--- EXERCISE MATERIAL Enclosed Below ---

//! Interactive view state that survives re-rendering.

use folio_types::ConfigKey;
use std::collections::{HashMap, HashSet};

/// Which boolean config labels show their "off" variant.
#[derive(Debug, Clone, Default, PartialEq, Eq)]
pub struct ConfigToggles {
    flipped: HashSet<ConfigKey>,
}

impl ConfigToggles {
    pub fn new() -> Self {
        Self::default()
    }

    /// Switches `key` between its two labels.
    pub fn toggle(&mut self, key: &ConfigKey) {
        if !self.flipped.remove(key) {
            self.flipped.insert(key.clone());
        }
    }

    /// 0 for the "on" label, 1 for "off".
    pub fn option(&self, key: &ConfigKey) -> usize {
        usize::from(self.flipped.contains(key))
    }
}

/// Per-entry view state: config toggles and the visible recipe of each carousel.
#[derive(Debug, Clone, Default, PartialEq, Eq)]
pub struct ViewState {
    pub toggles: ConfigToggles,
    carousels: HashMap<String, usize>,
}

impl ViewState {
    pub fn new() -> Self {
        Self::default()
    }

    pub fn carousel(&self, key: &str) -> usize {
        self.carousels.get(key).copied().unwrap_or(0)
    }

    /// Moves the carousel under `key` one step, staying within `len` items.
    pub fn step_carousel(&mut self, key: &str, forward: bool, len: usize) {
        let current = self.carousel(key);
        let next = if forward {
            (current + 1).min(len.saturating_sub(1))
        } else {
            current.saturating_sub(1)
        };
        self.carousels.insert(key.to_string(), next);
    }
}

--- End of Enclosed EXERCISE MATERIAL ---

Keeping each word as given, write out the material above.

//! Interactive view state that survives re-rendering.

use folio_types::ConfigKey;
use std::collections::{HashMap, HashSet};

/// Which boolean config labels show their "off" variant.
#[derive(Debug, Clone, Default, PartialEq, Eq)]
pub struct ConfigToggles {
    flipped: HashSet<ConfigKey>,
}

impl ConfigToggles {
    pub fn new() -> Self {
        Self::default()
    }

    /// Switches `key` between its two labels.
    pub fn toggle(&mut self, key: &ConfigKey) {
        if !self.flipped.remove(key) {
            self.flipped.insert(key.clone());
        }
    }

    /// 0 for the "on" label, 1 for "off".
    pub fn option(&self, key: &ConfigKey) -> usize {
        usize::from(self.flipped.contains(key))
    }
}

/// Per-entry view state: config toggles and the visible recipe of each carousel.
#[derive(Debug, Clone, Default, PartialEq, Eq)]
pub struct ViewState {
    pub toggles: ConfigToggles,
    carousels: HashMap<String, usize>,
}

impl ViewState {
    pub fn new() -> Self {
        Self::default()
    }

    pub fn carousel(&self, key: &str) -> usize {
        self.carousels.get(key).copied().unwrap_or(0)
    }

    /// Moves the carousel under `key` one step, staying within `len` items.
    pub fn step_carousel(&mut self, key: &str, forward: bool, len: usize) {
        let current = self.carousel(key);
        let next = if forward {
            (current + 1).min(len.saturating_sub(1))
        } else {
            current.saturating_sub(1)
        };
        self.carousels.insert(key.to_string(), next);
    }
}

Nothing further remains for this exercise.